琥珀淚(修正版) 7.浮生若夢 校園 書連
看不透世情迷眼,
割不斷恩愛牽連。
浮生若夢為誰憐?
默默無語問九天。
他撲過來,搖我的肩膀:“沒有人生下來就會唱戲,隻有人是天生為唱戲!而你就是,而你就是!小韻,你天生是為唱戲。”
我笑著回絕:“小時候登台隻不過是個意外。你知道的,我有很多關口要走,比如奶奶。當年因為小姑唱戲,她氣得臥病三天;現在奶奶身體不好,我更加不能再刺激她……”
“別跟我提她!”駱煬用嘶叫聲打斷我的話。他的眼神刹那間變得凶狠,仇恨和怨懟迸射出來,我驚惶地後退兩步。他咆哮著:“她憑什麽操控這麽多人的命運?”繼而,他緊閉雙眼深呼吸,看得出來他很努力地壓製自己的情緒,但他失敗了,他依然激憤交加地抓著我的雙肩,懇求道:“為我唱戲好嗎?為我唱戲好嗎?”

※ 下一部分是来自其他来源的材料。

//! Sarvam AI client
//!
//! Wraps the vendor's `speech-to-text`, `translate` and `text-to-speech`
//! endpoints. Every call checks that a subscription key is configured,
//! makes exactly one request, and normalizes the response into the core
//! result records. Failures map onto the core error taxonomy:
//! - no key: `Error::Configuration`
//! - transport failure or non-success status: `Error::Upstream` with the vendor text
//! - success body that breaks the contract: `Error::MalformedResponse`

use std::time::{Duration, Instant};

use async_trait::async_trait;
use reqwest::multipart::{Form, Part};
use reqwest::{Client, Response};
use serde::Serialize;

use audiogen_config::VendorConfig;
use audiogen_core::{
    AudioUpload, Error, Result, SpeechToText, SynthesisResult, TextToSpeech, TranscriptResult,
    TranslationResult, Translator,
};

const SUBSCRIPTION_KEY_HEADER: &str = "api-subscription-key";

/// Language hint sent with uploads so the vendor detects the language itself
const STT_LANGUAGE_HINT: &str = "unknown";

/// Source language sent with translations so the vendor detects it
const TRANSLATE_SOURCE_AUTO: &str = "auto";

/// Sarvam client configuration
#[derive(Debug, Clone)]
pub struct SarvamConfig {
    /// Subscription key; calls fail with a configuration error when absent
    pub api_key: Option<String>,
    /// API root (for testing or proxy)
    pub base_url: String,
    pub stt_model: String,
    pub tts_model: String,
    pub timeout: Duration,
}

impl Default for SarvamConfig {
    fn default() -> Self {
        Self::from(&VendorConfig::default())
    }
}

impl From<&VendorConfig> for SarvamConfig {
    fn from(config: &VendorConfig) -> Self {
        Self {
            api_key: config.api_key.clone(),
            base_url: config.base_url.trim_end_matches('/').to_string(),
            stt_model: config.stt_model.clone(),
            tts_model: config.tts_model.clone(),
            timeout: Duration::from_secs(config.timeout_seconds),
        }
    }
}

impl SarvamConfig {
    pub fn with_api_key(mut self, api_key: impl Into<String>) -> Self {
        self.api_key = Some(api_key.into());
        self
    }

    pub fn with_base_url(mut self, base_url: impl Into<String>) -> Self {
        self.base_url = base_url.into().trim_end_matches('/').to_string();
        self
    }
}

#[derive(Debug, Serialize)]
struct TtsRequest<'a> {
    text: &'a str,
    target_language_code: &'a str,
    model: &'a str,
}

#[derive(Debug, Serialize)]
struct TranslateRequest<'a> {
    input: &'a str,
    source_language_code: &'a str,
    target_language_code: &'a str,
}

/// HTTP client for the Sarvam speech API
pub struct SarvamClient {
    config: SarvamConfig,
    client: Client,
}

impl SarvamClient {
    pub fn new(config: SarvamConfig) -> Result<Self> {
        let client = Client::builder()
            .timeout(config.timeout)
            .build()
            .map_err(|e| Error::configuration(format!("Failed to create HTTP client: {}", e)))?;

        if config.api_key.as_deref().map_or(true, str::is_empty) {
            tracing::warn!("Vendor API key is not configured; speech calls will fail");
        }

        Ok(Self { config, client })
    }

    pub fn config(&self) -> &SarvamConfig {
        &self.config
    }

    fn api_key(&self) -> Result<&str> {
        match self.config.api_key.as_deref() {
            Some(key) if !key.is_empty() => Ok(key),
            _ => Err(Error::configuration("Vendor API key is not configured")),
        }
    }

    fn endpoint(&self, path: &str) -> String {
        format!("{}/{}", self.config.base_url, path)
    }

    /// Upload audio for transcription with language detection
    pub async fn speech_to_text(&self, audio: &AudioUpload) -> Result<TranscriptResult> {
        let api_key = self.api_key()?;
        let start = Instant::now();

        let file = Part::bytes(audio.bytes.clone())
            .file_name(audio.filename.clone())
            .mime_str(&audio.content_type)
            .map_err(|e| {
                Error::validation(format!(
                    "Invalid audio content type '{}': {}",
                    audio.content_type, e
                ))
            })?;

        let form = Form::new()
            .part("file", file)
            .text("model", self.config.stt_model.clone())
            .text("language_code", STT_LANGUAGE_HINT);

        let response = self
            .client
            .post(self.endpoint("speech-to-text"))
            .header(SUBSCRIPTION_KEY_HEADER, api_key)
            .multipart(form)
            .send()
            .await
            .map_err(|e| Error::upstream(format!("Speech-to-text request failed: {}", e)))?;

        let response = ensure_success(response, "Speech-to-text").await?;
        let result: TranscriptResult = response.json().await.map_err(|e| {
            Error::malformed(format!("Invalid speech-to-text response: {}", e))
        })?;

        tracing::info!(
            filename = %audio.filename,
            bytes = audio.bytes.len(),
            language = ?result.language_code,
            elapsed_ms = start.elapsed().as_millis() as u64,
            "Speech-to-text completed"
        );

        Ok(result)
    }

    /// Synthesize speech; `model` defaults to the configured TTS model
    pub async fn text_to_speech(
        &self,
        text: &str,
        target_language_code: &str,
        model: Option<&str>,
    ) -> Result<SynthesisResult> {
        let api_key = self.api_key()?;
        let start = Instant::now();

        let request = TtsRequest {
            text,
            target_language_code,
            model: model.unwrap_or(self.config.tts_model.as_str()),
        };

        let response = self
            .client
            .post(self.endpoint("text-to-speech"))
            .header(SUBSCRIPTION_KEY_HEADER, api_key)
            .json(&request)
            .send()
            .await
            .map_err(|e| Error::upstream(format!("Text-to-speech request failed: {}", e)))?;

        let response = ensure_success(response, "Text-to-speech").await?;
        let result: SynthesisResult = response.json().await.map_err(|e| {
            Error::malformed(format!("Invalid text-to-speech response: {}", e))
        })?;

        tracing::info!(
            target_language = target_language_code,
            model = request.model,
            clips = result.audios.len(),
            elapsed_ms = start.elapsed().as_millis() as u64,
            "Text-to-speech completed"
        );

        Ok(result)
    }

    /// Translate text into `target_language_code`, auto-detecting the source
    pub async fn translate_text(
        &self,
        text: &str,
        target_language_code: &str,
    ) -> Result<TranslationResult> {
        let api_key = self.api_key()?;
        let start = Instant::now();

        let request = TranslateRequest {
            input: text,
            source_language_code: TRANSLATE_SOURCE_AUTO,
            target_language_code,
        };

        let response = self
            .client
            .post(self.endpoint("translate"))
            .header(SUBSCRIPTION_KEY_HEADER, api_key)
            .json(&request)
            .send()
            .await
            .map_err(|e| Error::upstream(format!("Translation request failed: {}", e)))?;

        let response = ensure_success(response, "Translation").await?;
        let body: serde_json::Value = response
            .json()
            .await
            .map_err(|e| Error::malformed(format!("Invalid translation response: {}", e)))?;

        let result = normalize_translation(&body, text, target_language_code)?;

        tracing::info!(
            source_language = %result.source_language,
            target_language = %result.target_language,
            elapsed_ms = start.elapsed().as_millis() as u64,
            "Translation completed"
        );

        Ok(result)
    }
}

/// Turn a non-success response into `Error::Upstream` carrying the vendor text
async fn ensure_success(response: Response, operation: &str) -> Result<Response> {
    let status = response.status();
    if status.is_success() {
        return Ok(response);
    }

    let body = response.text().await.unwrap_or_default();
    tracing::warn!(status = %status, operation, "Vendor returned an error");
    Err(Error::upstream(format!("{} failed: {}", operation, body)))
}

/// Map the vendor translate body onto `TranslationResult`
///
/// `translated_text` is required; the language codes fall back to `"auto"`
/// and the requested target.
fn normalize_translation(
    body: &serde_json::Value,
    original_text: &str,
    target_language_code: &str,
) -> Result<TranslationResult> {
    let translation = body
        .get("translated_text")
        .and_then(|v| v.as_str())
        .ok_or_else(|| Error::malformed("Invalid translation response - missing translated_text"))?;

    let source_language = body
        .get("source_language_code")
        .and_then(|v| v.as_str())
        .unwrap_or(TRANSLATE_SOURCE_AUTO);
    let target_language = body
        .get("target_language_code")
        .and_then(|v| v.as_str())
        .unwrap_or(target_language_code);

    Ok(TranslationResult {
        original_text: original_text.to_string(),
        translation: translation.to_string(),
        source_language: source_language.to_string(),
        target_language: target_language.to_string(),
    })
}

#[async_trait]
impl SpeechToText for SarvamClient {
    async fn transcribe(&self, audio: &AudioUpload) -> Result<TranscriptResult> {
        self.speech_to_text(audio).await
    }
}

#[async_trait]
impl Translator for SarvamClient {
    async fn translate(&self, text: &str, target_language_code: &str) -> Result<TranslationResult> {
        self.translate_text(text, target_language_code).await
    }
}

#[async_trait]
impl TextToSpeech for SarvamClient {
    async fn synthesize(
        &self,
        text: &str,
        target_language_code: &str,
        model: Option<&str>,
    ) -> Result<SynthesisResult> {
        self.text_to_speech(text, target_language_code, model).await
    }
}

眼前焦躁暴烈的駱煬讓我覺得陌生,和一貫從容鎮定的他判若兩人。我不明白他和奶奶有什麽深仇大恨,可從他憤怒的眼神裏,我能感受到,他恨她入骨。我想掰開他的手,但是徒勞無用。他的十指似乎要刺進我的肌肉,我倒吸了一口涼氣,說:“駱叔,你放開我。”
他不但沒有放開我,反而把我摁進他懷裏,用鐵鏈一樣的手臂死死捆住我。我難以呼吸,忽然感到一種死神來臨的恐懼。駱煬就像入戲太深的演員走不出情景,根本聽不進我的話。
駱煬,這個世界級的表演家,川劇名角,駕馭了一折又一折的舞台故事,卻終究駕馭不了自己的情感嗎?
我濁重的呼吸變成為劇烈的咳嗽,“駱叔,你比我明白,有的人為戲入迷,一輩子寧願活在別人的劇情裏,而有的人卻注定要麵對現實世界,演繹自己的命運。”
“你還在怨恨我?”他的聲音高了幾百分貝,在空曠的劇院裏來回飄蕩。“我就知道,你還怨恨我,你還記著我那個時過境遷的錯誤!”